Search the listing below, and show each line that includes the word "rejection".
** SOURCE MATERIAL follows **
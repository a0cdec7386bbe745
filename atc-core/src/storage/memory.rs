//! In-memory store

use super::{check_version, claimable, AtcStore, ReserveGuard, ReserveOutcome};
use crate::types::{
    AtcCollection, AtcGrant, ReconciliationDiscrepancy, SettlementBatch, SettlementStatus,
};
use crate::{Error, Result};
use dashmap::DashMap;
use parking_lot::Mutex;
use rust_decimal::Decimal;
use uuid::Uuid;

/// Concurrent in-memory store.
///
/// A grant's map entry lock is the per-grant lock for `reserve`. Batch and
/// collection settlement writes share one mutex so multi-record updates
/// are all-or-nothing.
#[derive(Default)]
pub struct MemoryStore {
    grants: DashMap<Uuid, AtcGrant>,
    collections: DashMap<Uuid, AtcCollection>,
    collections_by_grant: DashMap<Uuid, Vec<Uuid>>,
    batches: DashMap<Uuid, SettlementBatch>,
    discrepancies: DashMap<Uuid, ReconciliationDiscrepancy>,
    settlement_lock: Mutex<()>,
}

impl MemoryStore {
    /// Empty store
    pub fn new() -> Self {
        Self::default()
    }

    fn check_collection(&self, collection: &AtcCollection) -> Result<()> {
        let stored = self
            .collections
            .get(&collection.id)
            .ok_or_else(|| Error::CollectionNotFound(collection.id.to_string()))?;
        check_version("collection", collection.id, stored.version, collection.version)
    }

    fn put_collection(&self, collection: &AtcCollection) -> AtcCollection {
        let mut next = collection.clone();
        next.version += 1;
        self.collections.insert(next.id, next.clone());
        next
    }
}

impl AtcStore for MemoryStore {
    fn insert_grant(&self, grant: &AtcGrant) -> Result<()> {
        if self.grants.contains_key(&grant.id) {
            return Err(Error::Validation(format!("grant {} already exists", grant.id)));
        }
        self.grants.insert(grant.id, grant.clone());
        Ok(())
    }

    fn get_grant(&self, id: Uuid) -> Result<Option<AtcGrant>> {
        Ok(self.grants.get(&id).map(|g| g.clone()))
    }

    fn update_grant(&self, grant: &AtcGrant) -> Result<AtcGrant> {
        let mut entry = self
            .grants
            .get_mut(&grant.id)
            .ok_or_else(|| Error::GrantNotFound(grant.id.to_string()))?;
        check_version("grant", grant.id, entry.version, grant.version)?;

        let mut next = grant.clone();
        // The running total belongs to reserve
        next.cumulative_collected = entry.cumulative_collected;
        next.version += 1;
        *entry = next.clone();
        Ok(next)
    }

    fn list_grants(&self) -> Result<Vec<AtcGrant>> {
        let mut grants: Vec<_> = self.grants.iter().map(|g| g.clone()).collect();
        grants.sort_by_key(|g| g.created_at);
        Ok(grants)
    }

    fn reserve(
        &self,
        grant_id: Uuid,
        amount: Decimal,
        guard: ReserveGuard<'_>,
        collection: Option<&AtcCollection>,
    ) -> Result<ReserveOutcome> {
        let mut grant = self
            .grants
            .get_mut(&grant_id)
            .ok_or_else(|| Error::GrantNotFound(grant_id.to_string()))?;

        if let Err(rejection) = guard(&*grant) {
            return Ok(ReserveOutcome::Rejected {
                rejection,
                cumulative: grant.cumulative_collected,
            });
        }

        // Cumulative total is outside the grant version
        grant.cumulative_collected += amount;

        if let Some(c) = collection {
            self.collections.insert(c.id, c.clone());
            self.collections_by_grant
                .entry(grant_id)
                .or_default()
                .push(c.id);
        }

        Ok(ReserveOutcome::Accepted {
            cumulative: grant.cumulative_collected,
        })
    }

    fn get_collection(&self, id: Uuid) -> Result<Option<AtcCollection>> {
        Ok(self.collections.get(&id).map(|c| c.clone()))
    }

    fn collections_for_grant(&self, grant_id: Uuid) -> Result<Vec<AtcCollection>> {
        let ids = self
            .collections_by_grant
            .get(&grant_id)
            .map(|ids| ids.clone())
            .unwrap_or_default();
        let mut out: Vec<_> = ids
            .iter()
            .filter_map(|id| self.collections.get(id).map(|c| c.clone()))
            .collect();
        out.sort_by_key(|c| c.collected_at);
        Ok(out)
    }

    fn update_collection(&self, collection: &AtcCollection) -> Result<AtcCollection> {
        let _guard = self.settlement_lock.lock();
        self.check_collection(collection)?;
        Ok(self.put_collection(collection))
    }

    fn claim_into_batch(&self, batch: &SettlementBatch) -> Result<Option<SettlementBatch>> {
        let _guard = self.settlement_lock.lock();

        let members: Vec<AtcCollection> = batch
            .collection_ids
            .iter()
            .filter_map(|id| self.collections.get(id).map(|c| c.clone()))
            .filter(|c| claimable(c, batch))
            .collect();
        if members.is_empty() {
            return Ok(None);
        }

        let mut claimed = Vec::with_capacity(members.len());
        for mut c in members {
            c.settlement_status = SettlementStatus::Scheduled;
            c.settlement_batch_id = Some(batch.id);
            claimed.push(self.put_collection(&c));
        }

        let mut stored = batch.clone();
        stored.apply_members(&claimed);
        self.batches.insert(stored.id, stored.clone());
        Ok(Some(stored))
    }

    fn get_batch(&self, id: Uuid) -> Result<Option<SettlementBatch>> {
        Ok(self.batches.get(&id).map(|b| b.clone()))
    }

    fn update_batch(
        &self,
        batch: &SettlementBatch,
        members: &[AtcCollection],
    ) -> Result<SettlementBatch> {
        let _guard = self.settlement_lock.lock();

        {
            let stored = self
                .batches
                .get(&batch.id)
                .ok_or_else(|| Error::BatchNotFound(batch.id.to_string()))?;
            check_version("batch", batch.id, stored.version, batch.version)?;
        }
        for c in members {
            self.check_collection(c)?;
        }

        for c in members {
            self.put_collection(c);
        }
        let mut next = batch.clone();
        next.version += 1;
        self.batches.insert(next.id, next.clone());
        Ok(next)
    }

    fn list_batches(&self) -> Result<Vec<SettlementBatch>> {
        let mut batches: Vec<_> = self.batches.iter().map(|b| b.clone()).collect();
        batches.sort_by_key(|b| b.created_at);
        Ok(batches)
    }

    fn insert_discrepancy(&self, discrepancy: &ReconciliationDiscrepancy) -> Result<()> {
        self.discrepancies.insert(discrepancy.id, discrepancy.clone());
        Ok(())
    }

    fn update_discrepancy(&self, discrepancy: &ReconciliationDiscrepancy) -> Result<()> {
        if !self.discrepancies.contains_key(&discrepancy.id) {
            return Err(Error::Validation(format!(
                "discrepancy {} not found",
                discrepancy.id
            )));
        }
        self.discrepancies.insert(discrepancy.id, discrepancy.clone());
        Ok(())
    }

    fn list_discrepancies(&self) -> Result<Vec<ReconciliationDiscrepancy>> {
        let mut out: Vec<_> = self.discrepancies.iter().map(|d| d.clone()).collect();
        out.sort_by_key(|d| d.detected_at);
        Ok(out)
    }
}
** End of SOURCE MATERIAL **
* **EXERCISE RESPONSE**
        if let Err(rejection) = guard(&*grant) {
                rejection,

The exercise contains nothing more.